Irrespective of what happens with cases, if hospitalisations and deaths fall below that of a bad flu season I can see no justification for lockdown.
I see what you mean, but I think the idea is in theory, to prevent another wave, so that the NHS doesn't take another kicking, and so it can be getting back to treating the other people that it needs to, a time of normality as such. We've already had a catastrophic flu season, so we can't get any less than catastrophic without clawing something back with heavy measures. Of course there is potential to make the catastrophe even worse if we derestrict, albeit we've already vaccinated practically everyone at major risk, so although cases could go higher, deaths and admissions probably would not (not like before). It would also be hard to increase cases rapidly with 30m vaccinated, and coming into summer. This seems like a bit of a false argument to me, but it can't be known for certain yet.

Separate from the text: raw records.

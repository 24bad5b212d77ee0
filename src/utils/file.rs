//! File helpers shared by the document loaders and the ingestion walk.

use sha2::{Digest, Sha256};
use std::fs;
use std::path::Path;

use crate::error::LoaderError;

/// Calculate SHA-256 checksum of content.
pub fn calculate_checksum(content: &str) -> String {
    let hash = Sha256::digest(content.as_bytes());
    hex::encode(hash)
}

/// Fail with `FileTooLarge` when the file exceeds `max_size` bytes.
pub fn check_file_size(path: &Path, max_size: u64) -> Result<u64, LoaderError> {
    let size = fs::metadata(path)?.len();
    if size > max_size {
        return Err(LoaderError::FileTooLarge {
            size,
            max: max_size,
        });
    }
    Ok(size)
}

/// Read file content with size limit.
pub fn read_file_content(path: &Path, max_size: u64) -> Result<String, LoaderError> {
    check_file_size(path, max_size)?;
    Ok(fs::read_to_string(path)?)
}

/// Path of `path` relative to `base`, with `/` separators for glob matching.
pub fn relative_path(base: &Path, path: &Path) -> Option<String> {
    let rel = path.strip_prefix(base).ok()?;
    let parts: Vec<_> = rel
        .components()
        .map(|c| c.as_os_str().to_string_lossy())
        .collect();
    Some(parts.join("/"))
}

#[cfg(test)]
mod tests {
    use super::*;
    use std::path::PathBuf;

    #[test]
    fn test_calculate_checksum() {
        let checksum = calculate_checksum("hello world");
        assert_eq!(checksum.len(), 64);
        assert_eq!(checksum, calculate_checksum("hello world"));
    }

    #[test]
    fn test_read_file_content_respects_limit() {
        let dir = tempfile::tempdir().unwrap();
        let path = dir.path().join("notes.txt");
        fs::write(&path, "0123456789").unwrap();

        assert_eq!(read_file_content(&path, 10).unwrap(), "0123456789");
        assert!(matches!(
            read_file_content(&path, 9),
            Err(LoaderError::FileTooLarge { size: 10, max: 9 })
        ));
    }

    #[test]
    fn test_relative_path() {
        let base = PathBuf::from("/docs");
        assert_eq!(
            relative_path(&base, Path::new("/docs/a/b.pdf")).as_deref(),
            Some("a/b.pdf")
        );
        assert_eq!(relative_path(&base, Path::new("/other/b.pdf")), None);
    }
}
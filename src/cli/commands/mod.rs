mod ask;
mod chat;
mod config;
mod db;
mod runtime;
mod serve;
mod status;

pub use ask::AskArgs;
pub use chat::ChatArgs;
pub use config::ConfigCommand;
pub use db::{DbAction, DbArgs};
pub use serve::ServeArgs;

pub use ask::handle_ask;
pub use chat::handle_chat;
pub use config::handle_config;
pub use db::handle_db;
pub use serve::{handle_serve, shutdown_signal};
pub use status::handle_status;
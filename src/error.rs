//! Error types for the document chat assistant.

use std::path::PathBuf;

use thiserror::Error;

/// Errors related to configuration.
#[derive(Debug, Error)]
pub enum ConfigError {
    #[error("IO error: {0}")]
    IoError(#[from] std::io::Error),

    #[error("TOML parse error: {0}")]
    TomlParseError(#[from] toml::de::Error),

    #[error("TOML serialize error: {0}")]
    TomlSerializeError(#[from] toml::ser::Error),

    #[error("path error: {0}")]
    PathError(String),

    #[error("validation error: {0}")]
    ValidationError(String),
}

/// Errors related to embedding operations.
#[derive(Debug, Error)]
pub enum EmbeddingError {
    #[error("failed to connect to embedding server: {0}")]
    ConnectionError(String),

    #[error("embedding server error: {0}")]
    ServerError(String),

    #[error("embedding request failed: {0}")]
    RequestError(#[from] reqwest::Error),

    #[error("invalid embedding response: {0}")]
    InvalidResponse(String),

    #[error("embedding timeout")]
    Timeout,
}

/// Errors related to vector index operations.
#[derive(Debug, Error)]
pub enum VectorStoreError {
    #[error("failed to connect to vector store: {0}")]
    ConnectionError(String),

    #[error("collection error: {0}")]
    CollectionError(String),

    #[error("upsert error: {0}")]
    UpsertError(String),

    #[error("search error: {0}")]
    SearchError(String),

    #[error("delete error: {0}")]
    DeleteError(String),

    #[error("PostgreSQL error: {0}")]
    PostgresError(String),

    #[error("pgvector extension error: {0}")]
    PgVectorExtensionError(String),

    #[error("embedding error: {0}")]
    Embedding(#[from] EmbeddingError),
}

/// Errors raised by a generation model backend.
#[derive(Debug, Error)]
pub enum GenerationError {
    #[error("missing API key for {0}")]
    MissingApiKey(&'static str),

    #[error("generation request failed: {0}")]
    RequestError(#[from] reqwest::Error),

    #[error("{provider} returned status {status}: {body}")]
    ApiError {
        provider: &'static str,
        status: u16,
        body: String,
    },

    #[error("stream error: {0}")]
    StreamError(String),

    #[error("invalid generation response: {0}")]
    InvalidResponse(String),

    #[error("empty response from {0}")]
    EmptyResponse(&'static str),
}

/// Errors related to reading source documents.
#[derive(Debug, Error)]
pub enum LoaderError {
    #[error("IO error: {0}")]
    Io(#[from] std::io::Error),

    #[error("unsupported format: {0}")]
    UnsupportedFormat(String),

    #[error("file too large: {size} > {max} bytes")]
    FileTooLarge { size: u64, max: u64 },

    #[error("PDF error: {0}")]
    Pdf(String),
}

/// Errors related to ingestion runs.
#[derive(Debug, Error)]
pub enum IngestError {
    #[error("not found: {}", .0.display())]
    NotFound(PathBuf),

    #[error("cannot access {}: {source}", path.display())]
    Io {
        path: PathBuf,
        #[source]
        source: std::io::Error,
    },

    #[error("failed to load {}: {source}", path.display())]
    Load {
        path: PathBuf,
        #[source]
        source: LoaderError,
    },

    #[error("vector store error: {0}")]
    Store(#[from] VectorStoreError),
}

/// Errors that abort a single chat turn.
#[derive(Debug, Error)]
pub enum ChatError {
    #[error("retrieval failed: {0}")]
    Retrieval(#[source] VectorStoreError),

    #[error("generation failed: {0}")]
    Generation(#[from] GenerationError),
}

/// Errors raised by the HTTP chat client.
#[derive(Debug, Error)]
pub enum ClientError {
    #[error("request failed: {0}")]
    RequestError(#[from] reqwest::Error),

    #[error("server returned status {status}: {body}")]
    StatusError { status: u16, body: String },

    #[error("malformed stream record: {0}")]
    DecodeError(String),
}

/// Failures starting or running the chat server.
#[derive(Debug, Error)]
pub enum AppError {
    #[error("startup failure: {0}")]
    Startup(String),

    #[error("{0}")]
    Other(String),
}

#[cfg(test)]
mod tests {
    use super::*;

    #[test]
    fn test_not_found_message_includes_path() {
        let err = IngestError::NotFound(PathBuf::from("/docs/missing.pdf"));
        assert_eq!(err.to_string(), "not found: /docs/missing.pdf");
    }

    #[test]
    fn test_retrieval_error_wraps_store_error() {
        let err = ChatError::Retrieval(VectorStoreError::SearchError("boom".to_string()));
        assert_eq!(err.to_string(), "retrieval failed: search error: boom");
    }

    #[test]
    fn test_api_error_display() {
        let err = GenerationError::ApiError {
            provider: "gemini",
            status: 429,
            body: "quota".to_string(),
        };
        assert_eq!(err.to_string(), "gemini returned status 429: quota");
    }
}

For me, we could have a lot less restrictions now, if people were open to having further restrictions in the next few weeks or months, but there seems to be less appetite for this. This is probably a "take advantage whilst it's low scenario", just get it as low as possible, whilst vaccines are being achieved in high numbers, and immunity grows every day. It's probably worse for some businesses opening and closing alternating months, rather than just getting all the shut period out of the way, in one hit. Not my industry mind, some might just rather take any open periods they can get.
I can see advantages for both sides, and I think the government are doing this one as it looks better for them to have one longer lockdown, rather than constant headlines of new lockdowns. They peddle this as "being cautious" to try and make up for not being cautious the other two times, but it's not the case, they're likely just PR managing now.